The problems come when provisional knowledge is conflated with ultimate truth. The evolutionists and creationists conceivably could find common ground if the evolutionists admitted that they don't really have proof or understanding of how non-life became life and therefore can't rule out God while the creationists admitted that if testing drugs on a rat tells us if they'll be fatal to humans then an evolutionary model that says we have things in common with monkeys - far more similar to humans at a glance - is worth using to think about how life works.

One issue though, with reference to one of the comments:
Whenever I find myself in agreement with JFThomas, I have to do a reality check--but I agree with his point about the influence of "science studies" folk. They may affect the victims studies/various ethnic studies programs, but I don't think they will be designing and socially constructed bridges for the rest of us to drive on any time soon.

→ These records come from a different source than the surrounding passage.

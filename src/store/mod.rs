//! Persistence seam consumed by the scheduler and conflict detector.
//!
//! The core never deletes jobs; retention is a store concern. Two
//! implementations ship with the crate: [`MemoryStore`] for tests and
//! embedded use, and [`FjallStore`] for durable single-node deployments.

mod fjall;
mod memory;

pub use self::fjall::FjallStore;
pub use self::memory::MemoryStore;

use async_trait::async_trait;
use chrono::{DateTime, Utc};
use thiserror::Error;

use crate::model::{
    AccountId, ContentCandidate, ContentGroup, ContentId, GroupId, JobStatus, MaintenanceJob,
    Sprint,
};

#[derive(Debug, Error)]
pub enum StoreError {
    #[error("fjall error: {0}")]
    Fjall(#[from] ::fjall::Error),

    #[error("serialization error: {0}")]
    Serialization(#[from] serde_json::Error),

    #[error("I/O error: {0}")]
    Io(#[from] std::io::Error),

    #[error("job not found: {0}")]
    JobNotFound(String),

    #[error("group not found: {0}")]
    GroupNotFound(GroupId),
}

pub type Result<T> = std::result::Result<T, StoreError>;

/// Query filter for [`Store::find_jobs`]. Empty fields match everything.
#[derive(Debug, Clone, Default)]
pub struct JobFilter {
    pub statuses: Vec<JobStatus>,
    pub account_id: Option<AccountId>,
    pub scheduled_before: Option<DateTime<Utc>>,
    pub scheduled_after: Option<DateTime<Utc>>,
    pub started_before: Option<DateTime<Utc>>,
    pub created_after: Option<DateTime<Utc>>,
}

impl JobFilter {
    pub fn with_statuses(statuses: &[JobStatus]) -> Self {
        Self {
            statuses: statuses.to_vec(),
            ..Self::default()
        }
    }

    pub fn matches(&self, job: &MaintenanceJob) -> bool {
        if !self.statuses.is_empty() && !self.statuses.contains(&job.status) {
            return false;
        }
        if let Some(account_id) = self.account_id {
            if job.account_id != account_id {
                return false;
            }
        }
        if let Some(before) = self.scheduled_before {
            if job.scheduled_for >= before {
                return false;
            }
        }
        if let Some(after) = self.scheduled_after {
            if job.scheduled_for <= after {
                return false;
            }
        }
        if let Some(before) = self.started_before {
            match job.started_at {
                Some(started) if started < before => {}
                _ => return false,
            }
        }
        if let Some(after) = self.created_after {
            if job.created_at < after {
                return false;
            }
        }
        true
    }
}

/// Retrieval-level filter for [`ContentCatalog::list_content_for_group`].
#[derive(Debug, Clone, Default)]
pub struct ContentFilter {
    pub uploaded_after: Option<DateTime<Utc>>,
    pub exclude_ids: Vec<ContentId>,
    pub min_quality: Option<f64>,
}

impl ContentFilter {
    pub fn matches(&self, item: &ContentCandidate) -> bool {
        if let Some(cutoff) = self.uploaded_after {
            if item.uploaded_at < cutoff {
                return false;
            }
        }
        if self.exclude_ids.contains(&item.id) {
            return false;
        }
        if let Some(min) = self.min_quality {
            if item.base_quality < min {
                return false;
            }
        }
        true
    }
}

/// CRUD and query operations the core depends on.
#[async_trait]
pub trait Store: Send + Sync {
    async fn put_job(&self, job: &MaintenanceJob) -> Result<()>;

    async fn get_job(&self, id: &str) -> Result<Option<MaintenanceJob>>;

    async fn find_jobs(&self, filter: &JobFilter) -> Result<Vec<MaintenanceJob>>;

    async fn put_group(&self, group: &ContentGroup) -> Result<()>;

    async fn get_group(&self, id: GroupId) -> Result<Option<ContentGroup>>;

    async fn find_groups_by_ids(&self, ids: &[GroupId]) -> Result<Vec<ContentGroup>>;

    /// Active groups on `account_id` occupying `position`, excluding `exclude`.
    async fn find_groups_at_position(
        &self,
        account_id: AccountId,
        position: u32,
        exclude: GroupId,
    ) -> Result<Vec<ContentGroup>>;

    async fn put_sprint(&self, sprint: &Sprint) -> Result<()>;

    /// Active sprints on `account_id` whose `[starts_at, ends_at]` interval
    /// intersects `[from, to]`.
    async fn find_overlapping_sprints(
        &self,
        account_id: AccountId,
        from: DateTime<Utc>,
        to: DateTime<Utc>,
    ) -> Result<Vec<Sprint>>;
}

/// Content lookup seam consumed by the selector.
#[async_trait]
pub trait ContentCatalog: Send + Sync {
    async fn list_content_for_group(
        &self,
        group_id: GroupId,
        filter: &ContentFilter,
    ) -> Result<Vec<ContentCandidate>>;

    async fn put_content(&self, item: &ContentCandidate) -> Result<()>;
}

That sounds good as far as it goes and marginalizes (there's that word again!) the importance of the debate. But it ignores that while the "science studies" folks aren't designing bridges, their brethren are undermining our belief in standardized tests and the metrics used by education systems and certification organizations such that they may get a greater say in who does design bridges, perform surgeries, etc. than we'd be comfortable with.